For the advantages of high acid density, good thermodynamic stability, excellent surface hydrophobicity, high chemical stability and other characteristics, carbon-based solid acids have gradually been developed into popular catalysts that attract the interest of many researchers (Vakros, 2018; Tang and Niu, 2019; Tobío-Pérez et al., 2022). In addition, carbon-based solid acid catalysts can be prepared using inexpensive and renewable biomass and its derivatives as raw materials (Rocha et al., 2019; Wilk et al., 2020), and the required production cost is low. Rocha (Rocha et al., 2019) prepared sulfonated activated carbon from corn cobs and used it as catalyst for biodiesel production using microwave-assisted transesterification of soybean oil with ethanol, and the yield of product was 88.7%. While there are some problems such as poor stability and easy shedding of acidic functional groups due to the leaching of–SO₃H groups or small molecular fragment on surface structure of amorphous carbon (Ma et al., 2020; Yusuff et al., 2022). Tang (Tang and Niu, 2019) synthesized a series of carbon-based solid acid catalysts from bamboo, which showed a strong acid density of 1.28 mmol g⁻¹ and excellent catalytic performance in esterification reaction, but the biodiesel yield declines to 83.7% after fourth reused cycle of the catalyst. Ma et al. (2020) produced microporous lignin-derived carbon-based solid acid with lignin as a carbon precursor, and used it in the esterification of oleic acid with methanol. The conversion of oleic acid reached 92.3% but reduced to 72.9% after recycling for five times. Using skeleton-stabilized activated carbon materials to prepare solid acids to avoid the shedding of surface functional groups is an effective way to prepare carbon-based solid acids. But due to the stable structure of the activated carbon surface, there are few sulfonable functional groups on the surface, and it is difficult to be grafted with strong acid functional groups directly with sulfonation. Therefore, the development of new methods to introduce sulfonable functional groups on the surface of activated carbon is of great significance for the preparation of activated carbon-based solid acids.

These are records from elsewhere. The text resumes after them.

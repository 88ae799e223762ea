//! Orchestrates the two-stage fetch: list categories, then one joke each.
//!
//! # Design
//! Per-category failures must not abort the batch, so this module is the
//! boundary where they are absorbed: a `null` or undecodable joke payload
//! becomes `Ok(None)` and contributes nothing. Hard client failures
//! (`ApiError`) are a different matter: they propagate out of every method
//! here and abort the whole run. The same split applies to the category
//! listing: a response of the wrong shape soft-fails to an empty list,
//! while an HTTP or transport error propagates.
//!
//! Calls are made one at a time, in the order the API returned the
//! categories, so the output order is reproducible for a given listing.

use log::{error, info};

use crate::client::ApiClient;
use crate::error::ApiError;
use crate::types::JokeRecord;

const CATEGORIES_ENDPOINT: &str = "categories";
const RANDOM_ENDPOINT: &str = "random";

/// Sequential collector over an API-supplied category list.
pub struct Collector {
    client: ApiClient,
}

impl Collector {
    pub fn new(client: ApiClient) -> Self {
        Self { client }
    }

    /// Fetch the category list.
    ///
    /// A response that is not a non-empty array of strings logs an error
    /// and yields an empty list; client errors propagate.
    pub fn all_categories(&self) -> Result<Vec<String>, ApiError> {
        info!("fetching category list");
        let data = self.client.get(CATEGORIES_ENDPOINT, &[])?;

        match serde_json::from_value::<Vec<String>>(data) {
            Ok(categories) if !categories.is_empty() => {
                info!("found {} categories", categories.len());
                Ok(categories)
            }
            _ => {
                error!("category listing was empty or had an unexpected shape, continuing with none");
                Ok(Vec::new())
            }
        }
    }

    /// Fetch one joke for `category`.
    ///
    /// `Ok(None)` means the category produced no usable joke (a `null`
    /// response or an undecodable payload); that is not an error. The
    /// record's `category` field is the requested one, whatever labels the
    /// payload itself carried.
    pub fn joke_for_category(&self, category: &str) -> Result<Option<JokeRecord>, ApiError> {
        info!("fetching joke for category '{category}'");
        let data = self.client.get(RANDOM_ENDPOINT, &[("category", category)])?;

        if data.is_null() {
            return Ok(None);
        }
        match JokeRecord::from_value(category, &data) {
            Some(record) => Ok(Some(record)),
            None => {
                error!("could not map joke payload for category '{category}', skipping it");
                Ok(None)
            }
        }
    }

    /// Run the whole collection: one joke per category, skipping categories
    /// that produced none. An empty category list short-circuits to an
    /// empty batch.
    pub fn collect_all_jokes(&self) -> Result<Vec<JokeRecord>, ApiError> {
        let categories = self.all_categories()?;
        if categories.is_empty() {
            return Ok(Vec::new());
        }

        let mut jokes = Vec::with_capacity(categories.len());
        for category in &categories {
            if let Some(joke) = self.joke_for_category(category)? {
                jokes.push(joke);
            }
        }

        info!(
            "collection finished: {} jokes from {} categories",
            jokes.len(),
            categories.len()
        );
        Ok(jokes)
    }
}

In this research, in view of the fact that there are basically no sulfonated sites on the surface of activated carbon (AC) materials, oxidation with nitric acid was used to destroyed the surface structure of activated carbon and lead to generate a certain amount of oxygen-containing functional groups, which can be coupled with halobenzenes to create sulfonated sites on the surface. Then activated carbon-based solid sulfonic acid (denoted as AC-Ph-SO₃H) was further prepared by using concentrated sulfuric acid as sulfonating agent. The effect of modification conditions on the content of sulfonic acid groups on AC surface was investigated, and its stability in different solvents was also investigated. The catalytic performance of the prepared AC-Ph-SO₃H in the preparation of biodiesel by methyl esterification of palmitic acid was investigated and discussed.

2 Experimental

2.1 Materials

Activated carbon (AR, Xilong Chemical Co., Ltd., China); concentrated hydrochloric acid (AR, Chongqing Chuandong Chemical Co., Ltd., China); concentrated sulfuric acid (98%) (AR, Chengdu Jinshan Chemical Reagent Co., Ltd., China); concentrated nitric acid (AR, Guangdong Guanghua Technology Co., Ltd.,China). Other reagents were all of analytical grade and purchased from Sinopharm Group Chemical Reagent Co., Ltd., China.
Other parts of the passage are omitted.